• WORK TASK
Scan the data for lines with "both" and report the count by itself.

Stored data

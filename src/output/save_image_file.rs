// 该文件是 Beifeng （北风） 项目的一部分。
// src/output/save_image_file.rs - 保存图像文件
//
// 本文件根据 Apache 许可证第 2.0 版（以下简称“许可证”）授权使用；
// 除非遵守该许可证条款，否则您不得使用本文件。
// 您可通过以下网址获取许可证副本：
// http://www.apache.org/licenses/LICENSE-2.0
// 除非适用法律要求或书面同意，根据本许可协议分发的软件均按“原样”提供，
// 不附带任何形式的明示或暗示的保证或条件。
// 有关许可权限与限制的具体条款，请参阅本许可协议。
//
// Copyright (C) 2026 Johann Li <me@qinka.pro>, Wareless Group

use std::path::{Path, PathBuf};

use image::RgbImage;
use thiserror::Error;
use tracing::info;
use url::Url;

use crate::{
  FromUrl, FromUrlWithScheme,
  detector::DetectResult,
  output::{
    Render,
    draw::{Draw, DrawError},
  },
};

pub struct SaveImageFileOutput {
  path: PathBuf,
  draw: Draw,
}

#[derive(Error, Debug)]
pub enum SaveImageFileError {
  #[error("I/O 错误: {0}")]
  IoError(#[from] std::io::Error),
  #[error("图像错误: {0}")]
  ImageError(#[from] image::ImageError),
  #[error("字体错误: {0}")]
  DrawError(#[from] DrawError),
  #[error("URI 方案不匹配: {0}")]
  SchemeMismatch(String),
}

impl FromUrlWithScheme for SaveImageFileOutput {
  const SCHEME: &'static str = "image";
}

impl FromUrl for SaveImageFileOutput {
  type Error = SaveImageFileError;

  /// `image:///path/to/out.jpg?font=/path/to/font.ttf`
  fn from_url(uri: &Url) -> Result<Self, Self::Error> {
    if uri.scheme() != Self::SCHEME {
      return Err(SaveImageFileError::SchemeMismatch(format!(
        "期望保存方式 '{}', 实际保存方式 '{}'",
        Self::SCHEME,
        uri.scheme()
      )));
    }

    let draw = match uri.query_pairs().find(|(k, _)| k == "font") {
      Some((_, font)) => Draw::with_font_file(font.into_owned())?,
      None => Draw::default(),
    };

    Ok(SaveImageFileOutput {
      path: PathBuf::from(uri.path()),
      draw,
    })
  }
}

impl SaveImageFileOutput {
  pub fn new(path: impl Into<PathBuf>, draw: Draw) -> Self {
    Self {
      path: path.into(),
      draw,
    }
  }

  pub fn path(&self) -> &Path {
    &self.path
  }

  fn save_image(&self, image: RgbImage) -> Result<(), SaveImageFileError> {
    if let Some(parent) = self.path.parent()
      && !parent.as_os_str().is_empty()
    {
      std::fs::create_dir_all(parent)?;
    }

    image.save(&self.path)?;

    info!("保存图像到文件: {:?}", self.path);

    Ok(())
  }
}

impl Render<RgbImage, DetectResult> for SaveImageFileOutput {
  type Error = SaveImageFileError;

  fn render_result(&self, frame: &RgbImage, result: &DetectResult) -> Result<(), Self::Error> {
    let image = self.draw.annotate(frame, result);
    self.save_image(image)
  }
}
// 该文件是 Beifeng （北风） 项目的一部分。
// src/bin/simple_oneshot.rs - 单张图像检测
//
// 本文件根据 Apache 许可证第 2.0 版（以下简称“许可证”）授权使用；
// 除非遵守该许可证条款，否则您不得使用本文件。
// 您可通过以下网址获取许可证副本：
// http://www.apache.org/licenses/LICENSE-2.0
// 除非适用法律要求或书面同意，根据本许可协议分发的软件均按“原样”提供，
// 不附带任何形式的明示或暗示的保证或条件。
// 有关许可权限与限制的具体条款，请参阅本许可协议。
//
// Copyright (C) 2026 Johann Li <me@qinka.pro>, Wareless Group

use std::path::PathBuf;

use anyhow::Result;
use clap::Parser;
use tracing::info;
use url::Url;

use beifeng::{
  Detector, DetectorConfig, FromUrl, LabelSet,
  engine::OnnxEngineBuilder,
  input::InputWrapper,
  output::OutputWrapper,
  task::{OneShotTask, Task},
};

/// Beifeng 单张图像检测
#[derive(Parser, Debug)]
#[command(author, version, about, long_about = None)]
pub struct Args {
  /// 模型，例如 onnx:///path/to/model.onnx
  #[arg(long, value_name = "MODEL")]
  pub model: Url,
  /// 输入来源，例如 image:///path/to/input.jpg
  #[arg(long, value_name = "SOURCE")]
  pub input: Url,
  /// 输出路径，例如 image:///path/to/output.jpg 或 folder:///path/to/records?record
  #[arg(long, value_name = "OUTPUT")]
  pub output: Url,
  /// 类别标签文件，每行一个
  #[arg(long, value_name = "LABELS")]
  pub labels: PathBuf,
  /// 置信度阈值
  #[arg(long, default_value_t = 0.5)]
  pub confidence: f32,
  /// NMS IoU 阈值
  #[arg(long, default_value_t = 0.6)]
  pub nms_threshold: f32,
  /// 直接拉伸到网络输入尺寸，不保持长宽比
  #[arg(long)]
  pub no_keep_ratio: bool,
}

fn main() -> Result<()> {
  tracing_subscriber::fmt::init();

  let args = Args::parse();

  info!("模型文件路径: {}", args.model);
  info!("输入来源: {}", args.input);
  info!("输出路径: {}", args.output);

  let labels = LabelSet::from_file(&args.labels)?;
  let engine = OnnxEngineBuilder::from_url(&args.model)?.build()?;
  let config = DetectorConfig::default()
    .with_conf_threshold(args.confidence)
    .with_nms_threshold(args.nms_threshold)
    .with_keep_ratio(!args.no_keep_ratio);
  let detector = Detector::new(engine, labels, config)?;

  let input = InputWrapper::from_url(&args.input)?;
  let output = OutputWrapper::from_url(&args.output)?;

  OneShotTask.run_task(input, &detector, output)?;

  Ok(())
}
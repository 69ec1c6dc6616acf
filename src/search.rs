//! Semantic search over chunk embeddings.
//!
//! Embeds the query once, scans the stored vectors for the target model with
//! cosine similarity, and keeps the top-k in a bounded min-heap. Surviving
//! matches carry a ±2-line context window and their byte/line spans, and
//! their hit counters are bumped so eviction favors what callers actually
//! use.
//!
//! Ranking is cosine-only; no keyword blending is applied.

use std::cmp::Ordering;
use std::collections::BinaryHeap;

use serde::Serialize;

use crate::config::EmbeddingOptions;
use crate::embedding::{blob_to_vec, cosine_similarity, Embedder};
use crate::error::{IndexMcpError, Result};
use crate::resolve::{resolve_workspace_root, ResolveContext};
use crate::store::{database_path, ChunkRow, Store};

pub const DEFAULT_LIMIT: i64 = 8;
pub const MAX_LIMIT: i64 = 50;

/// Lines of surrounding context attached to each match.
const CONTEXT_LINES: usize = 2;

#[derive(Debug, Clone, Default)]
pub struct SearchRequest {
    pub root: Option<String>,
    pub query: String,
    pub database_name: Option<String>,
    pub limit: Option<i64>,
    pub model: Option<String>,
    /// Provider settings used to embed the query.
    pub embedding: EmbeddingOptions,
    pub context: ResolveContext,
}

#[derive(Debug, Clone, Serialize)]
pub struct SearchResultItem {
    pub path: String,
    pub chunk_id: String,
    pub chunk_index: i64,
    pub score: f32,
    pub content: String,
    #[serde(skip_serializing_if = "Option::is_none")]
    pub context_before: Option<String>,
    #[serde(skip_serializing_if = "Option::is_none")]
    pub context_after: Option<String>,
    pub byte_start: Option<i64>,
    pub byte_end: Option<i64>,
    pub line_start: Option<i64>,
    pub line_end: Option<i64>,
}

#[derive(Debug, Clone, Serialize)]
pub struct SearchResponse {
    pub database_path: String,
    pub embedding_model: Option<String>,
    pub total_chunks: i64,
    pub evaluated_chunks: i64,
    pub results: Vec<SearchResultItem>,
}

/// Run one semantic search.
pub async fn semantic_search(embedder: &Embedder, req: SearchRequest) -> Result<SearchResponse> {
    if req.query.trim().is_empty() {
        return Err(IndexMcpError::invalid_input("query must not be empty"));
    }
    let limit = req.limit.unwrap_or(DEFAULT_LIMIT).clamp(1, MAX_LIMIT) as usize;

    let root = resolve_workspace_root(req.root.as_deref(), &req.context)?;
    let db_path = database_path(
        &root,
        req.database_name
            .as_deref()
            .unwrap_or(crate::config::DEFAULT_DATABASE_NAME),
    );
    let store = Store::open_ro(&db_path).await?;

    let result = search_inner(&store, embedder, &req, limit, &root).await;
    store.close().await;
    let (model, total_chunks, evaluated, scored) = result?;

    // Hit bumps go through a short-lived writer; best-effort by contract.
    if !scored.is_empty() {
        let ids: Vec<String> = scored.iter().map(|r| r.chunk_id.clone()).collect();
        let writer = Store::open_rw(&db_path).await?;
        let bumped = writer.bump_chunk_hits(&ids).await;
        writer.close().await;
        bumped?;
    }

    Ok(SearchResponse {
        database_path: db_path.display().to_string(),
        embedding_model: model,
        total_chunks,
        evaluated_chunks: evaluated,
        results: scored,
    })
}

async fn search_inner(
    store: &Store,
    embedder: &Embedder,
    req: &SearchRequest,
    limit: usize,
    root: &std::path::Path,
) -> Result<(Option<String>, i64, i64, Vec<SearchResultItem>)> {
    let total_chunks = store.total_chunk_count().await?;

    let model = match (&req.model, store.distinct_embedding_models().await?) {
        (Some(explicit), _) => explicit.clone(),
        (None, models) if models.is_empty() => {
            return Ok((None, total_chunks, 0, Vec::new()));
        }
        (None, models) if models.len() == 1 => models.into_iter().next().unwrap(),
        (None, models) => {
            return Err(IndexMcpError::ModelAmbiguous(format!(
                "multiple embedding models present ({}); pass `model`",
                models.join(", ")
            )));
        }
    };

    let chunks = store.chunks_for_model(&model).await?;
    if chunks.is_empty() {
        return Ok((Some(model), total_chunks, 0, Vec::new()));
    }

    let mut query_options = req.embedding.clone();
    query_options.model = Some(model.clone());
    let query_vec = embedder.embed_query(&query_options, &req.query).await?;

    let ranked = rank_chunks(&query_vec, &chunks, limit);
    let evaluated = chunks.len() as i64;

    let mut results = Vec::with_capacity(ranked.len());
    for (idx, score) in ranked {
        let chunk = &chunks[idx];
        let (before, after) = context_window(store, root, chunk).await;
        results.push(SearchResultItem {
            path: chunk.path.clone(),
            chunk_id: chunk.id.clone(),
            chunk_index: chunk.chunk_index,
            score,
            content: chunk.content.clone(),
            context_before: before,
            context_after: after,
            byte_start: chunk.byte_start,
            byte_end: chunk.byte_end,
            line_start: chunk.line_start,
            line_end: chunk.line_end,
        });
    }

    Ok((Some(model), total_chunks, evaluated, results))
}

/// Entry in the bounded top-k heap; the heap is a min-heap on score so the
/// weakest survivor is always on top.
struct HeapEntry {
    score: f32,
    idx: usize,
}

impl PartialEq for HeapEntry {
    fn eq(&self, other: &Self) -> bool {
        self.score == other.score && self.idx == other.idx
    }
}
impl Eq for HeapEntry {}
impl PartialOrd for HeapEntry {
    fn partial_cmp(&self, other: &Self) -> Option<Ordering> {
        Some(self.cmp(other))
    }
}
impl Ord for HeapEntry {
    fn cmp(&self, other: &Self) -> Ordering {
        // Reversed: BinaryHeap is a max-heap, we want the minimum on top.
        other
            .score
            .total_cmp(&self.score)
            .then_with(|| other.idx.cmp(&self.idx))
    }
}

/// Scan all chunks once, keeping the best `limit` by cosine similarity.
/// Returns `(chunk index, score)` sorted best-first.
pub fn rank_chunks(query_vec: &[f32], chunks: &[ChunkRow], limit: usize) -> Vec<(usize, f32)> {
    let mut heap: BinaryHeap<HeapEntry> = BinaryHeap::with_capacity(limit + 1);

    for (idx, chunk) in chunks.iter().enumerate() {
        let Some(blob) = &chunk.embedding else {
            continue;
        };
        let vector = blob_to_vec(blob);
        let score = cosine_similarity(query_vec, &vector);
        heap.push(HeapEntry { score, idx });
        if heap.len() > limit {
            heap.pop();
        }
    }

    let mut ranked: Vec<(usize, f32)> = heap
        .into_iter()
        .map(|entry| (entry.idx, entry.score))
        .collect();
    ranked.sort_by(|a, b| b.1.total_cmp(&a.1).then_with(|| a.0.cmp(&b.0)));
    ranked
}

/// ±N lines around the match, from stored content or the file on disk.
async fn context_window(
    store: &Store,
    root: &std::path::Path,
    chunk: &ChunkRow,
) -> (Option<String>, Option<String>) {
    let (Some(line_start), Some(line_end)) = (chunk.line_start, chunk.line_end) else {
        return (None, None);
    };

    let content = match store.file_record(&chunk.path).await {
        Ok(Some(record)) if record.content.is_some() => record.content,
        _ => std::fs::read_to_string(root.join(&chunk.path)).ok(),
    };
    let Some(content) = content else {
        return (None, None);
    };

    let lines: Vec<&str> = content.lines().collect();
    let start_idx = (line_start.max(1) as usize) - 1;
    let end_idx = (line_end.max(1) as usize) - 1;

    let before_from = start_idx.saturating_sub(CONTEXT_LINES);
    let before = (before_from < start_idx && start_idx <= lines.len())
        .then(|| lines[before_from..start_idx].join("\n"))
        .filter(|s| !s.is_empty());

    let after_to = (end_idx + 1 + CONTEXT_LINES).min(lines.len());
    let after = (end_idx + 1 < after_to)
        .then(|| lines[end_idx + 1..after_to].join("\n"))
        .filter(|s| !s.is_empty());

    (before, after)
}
...
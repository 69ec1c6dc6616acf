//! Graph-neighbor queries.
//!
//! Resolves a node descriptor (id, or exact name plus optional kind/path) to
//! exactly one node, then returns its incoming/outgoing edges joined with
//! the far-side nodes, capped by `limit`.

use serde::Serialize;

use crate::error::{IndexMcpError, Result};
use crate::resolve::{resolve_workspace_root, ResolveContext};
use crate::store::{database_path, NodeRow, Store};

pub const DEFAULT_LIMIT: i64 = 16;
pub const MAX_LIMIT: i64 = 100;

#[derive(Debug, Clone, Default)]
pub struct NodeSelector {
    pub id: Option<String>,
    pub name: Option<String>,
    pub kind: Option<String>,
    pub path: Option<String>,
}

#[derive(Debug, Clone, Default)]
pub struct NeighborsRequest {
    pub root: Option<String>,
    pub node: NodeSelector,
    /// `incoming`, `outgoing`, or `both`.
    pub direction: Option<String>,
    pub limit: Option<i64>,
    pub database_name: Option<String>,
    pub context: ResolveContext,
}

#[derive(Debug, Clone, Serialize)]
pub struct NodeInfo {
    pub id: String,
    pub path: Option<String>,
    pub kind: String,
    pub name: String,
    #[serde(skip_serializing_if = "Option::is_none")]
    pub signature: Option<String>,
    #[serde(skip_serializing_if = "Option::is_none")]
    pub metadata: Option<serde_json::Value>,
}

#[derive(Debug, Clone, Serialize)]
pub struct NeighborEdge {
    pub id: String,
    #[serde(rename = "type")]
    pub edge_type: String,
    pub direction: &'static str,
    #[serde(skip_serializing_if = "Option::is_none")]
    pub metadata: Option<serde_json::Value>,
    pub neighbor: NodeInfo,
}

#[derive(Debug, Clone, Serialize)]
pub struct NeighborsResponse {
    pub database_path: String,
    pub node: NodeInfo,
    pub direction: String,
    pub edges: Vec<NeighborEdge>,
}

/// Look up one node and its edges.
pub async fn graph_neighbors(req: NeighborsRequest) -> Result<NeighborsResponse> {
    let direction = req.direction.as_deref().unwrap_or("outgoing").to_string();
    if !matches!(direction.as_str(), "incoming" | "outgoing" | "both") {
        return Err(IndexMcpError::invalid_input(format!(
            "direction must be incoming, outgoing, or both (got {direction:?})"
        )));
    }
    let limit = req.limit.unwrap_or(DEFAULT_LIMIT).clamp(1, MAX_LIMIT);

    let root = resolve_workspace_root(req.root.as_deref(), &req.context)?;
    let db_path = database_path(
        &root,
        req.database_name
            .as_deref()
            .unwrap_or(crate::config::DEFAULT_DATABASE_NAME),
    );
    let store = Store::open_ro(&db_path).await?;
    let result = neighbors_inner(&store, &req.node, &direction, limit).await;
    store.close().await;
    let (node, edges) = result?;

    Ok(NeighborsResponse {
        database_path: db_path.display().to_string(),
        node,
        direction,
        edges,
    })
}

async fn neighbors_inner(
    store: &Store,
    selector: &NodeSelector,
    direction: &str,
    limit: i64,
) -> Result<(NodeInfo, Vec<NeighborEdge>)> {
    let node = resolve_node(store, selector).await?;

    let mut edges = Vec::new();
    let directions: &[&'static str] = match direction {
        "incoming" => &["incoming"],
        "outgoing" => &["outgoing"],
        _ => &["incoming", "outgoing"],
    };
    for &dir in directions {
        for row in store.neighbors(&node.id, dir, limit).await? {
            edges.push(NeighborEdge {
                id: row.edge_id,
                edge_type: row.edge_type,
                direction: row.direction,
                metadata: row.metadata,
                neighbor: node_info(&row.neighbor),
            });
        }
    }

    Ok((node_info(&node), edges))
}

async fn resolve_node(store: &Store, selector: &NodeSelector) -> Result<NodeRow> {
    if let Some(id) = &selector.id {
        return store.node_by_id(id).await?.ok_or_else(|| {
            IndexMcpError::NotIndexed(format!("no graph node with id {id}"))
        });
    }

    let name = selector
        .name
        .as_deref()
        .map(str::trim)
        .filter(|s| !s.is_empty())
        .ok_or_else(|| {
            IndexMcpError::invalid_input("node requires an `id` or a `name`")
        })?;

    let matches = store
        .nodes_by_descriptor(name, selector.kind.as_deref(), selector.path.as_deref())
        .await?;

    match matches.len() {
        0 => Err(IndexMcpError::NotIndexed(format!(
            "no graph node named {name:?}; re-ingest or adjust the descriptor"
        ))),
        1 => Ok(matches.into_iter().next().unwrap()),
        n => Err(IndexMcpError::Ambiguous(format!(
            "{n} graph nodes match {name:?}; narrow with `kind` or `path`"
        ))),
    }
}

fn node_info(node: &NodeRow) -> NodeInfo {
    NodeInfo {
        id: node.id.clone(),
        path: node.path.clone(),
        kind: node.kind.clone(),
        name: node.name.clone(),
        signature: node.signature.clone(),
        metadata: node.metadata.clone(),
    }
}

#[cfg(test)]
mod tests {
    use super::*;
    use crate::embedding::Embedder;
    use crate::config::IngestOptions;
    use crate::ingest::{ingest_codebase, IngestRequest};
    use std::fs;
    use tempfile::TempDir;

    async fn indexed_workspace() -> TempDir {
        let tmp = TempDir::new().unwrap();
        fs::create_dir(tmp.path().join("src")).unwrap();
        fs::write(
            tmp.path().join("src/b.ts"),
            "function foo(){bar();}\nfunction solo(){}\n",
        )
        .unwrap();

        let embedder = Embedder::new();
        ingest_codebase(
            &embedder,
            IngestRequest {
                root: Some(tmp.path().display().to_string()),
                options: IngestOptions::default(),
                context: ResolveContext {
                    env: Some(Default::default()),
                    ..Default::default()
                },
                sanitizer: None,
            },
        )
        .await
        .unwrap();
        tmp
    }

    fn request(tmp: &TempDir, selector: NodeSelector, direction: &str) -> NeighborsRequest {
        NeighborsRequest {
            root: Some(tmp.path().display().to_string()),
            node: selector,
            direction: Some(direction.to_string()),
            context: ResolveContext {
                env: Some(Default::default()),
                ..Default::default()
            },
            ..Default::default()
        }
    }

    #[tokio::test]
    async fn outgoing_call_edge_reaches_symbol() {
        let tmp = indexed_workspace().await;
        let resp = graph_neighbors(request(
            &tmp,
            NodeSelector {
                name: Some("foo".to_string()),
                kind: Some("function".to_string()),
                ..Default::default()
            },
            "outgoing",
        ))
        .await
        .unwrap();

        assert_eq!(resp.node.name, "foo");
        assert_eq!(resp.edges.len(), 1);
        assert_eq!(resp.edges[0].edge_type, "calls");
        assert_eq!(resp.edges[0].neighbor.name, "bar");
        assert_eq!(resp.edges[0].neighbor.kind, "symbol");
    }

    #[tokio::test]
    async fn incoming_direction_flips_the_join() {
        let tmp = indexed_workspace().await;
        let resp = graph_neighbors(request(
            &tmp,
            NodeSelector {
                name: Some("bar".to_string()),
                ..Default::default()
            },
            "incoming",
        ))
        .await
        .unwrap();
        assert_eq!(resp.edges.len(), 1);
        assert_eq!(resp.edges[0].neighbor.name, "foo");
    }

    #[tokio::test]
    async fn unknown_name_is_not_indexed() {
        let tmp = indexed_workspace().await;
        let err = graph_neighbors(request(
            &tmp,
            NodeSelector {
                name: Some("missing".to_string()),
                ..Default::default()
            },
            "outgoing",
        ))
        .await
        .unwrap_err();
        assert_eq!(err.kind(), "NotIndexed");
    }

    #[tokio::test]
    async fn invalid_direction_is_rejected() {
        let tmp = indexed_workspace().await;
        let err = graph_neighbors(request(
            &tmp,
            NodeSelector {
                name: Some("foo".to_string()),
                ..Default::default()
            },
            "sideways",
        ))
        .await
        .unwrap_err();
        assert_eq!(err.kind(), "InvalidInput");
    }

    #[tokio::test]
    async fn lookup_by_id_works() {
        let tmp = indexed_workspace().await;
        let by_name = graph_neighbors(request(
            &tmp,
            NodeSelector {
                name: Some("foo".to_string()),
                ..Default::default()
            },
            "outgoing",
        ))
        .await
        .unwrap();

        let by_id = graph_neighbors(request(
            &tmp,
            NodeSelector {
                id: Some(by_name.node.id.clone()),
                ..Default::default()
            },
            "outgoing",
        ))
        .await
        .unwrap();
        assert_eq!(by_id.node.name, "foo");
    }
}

• RESULT OF THIS TASK
3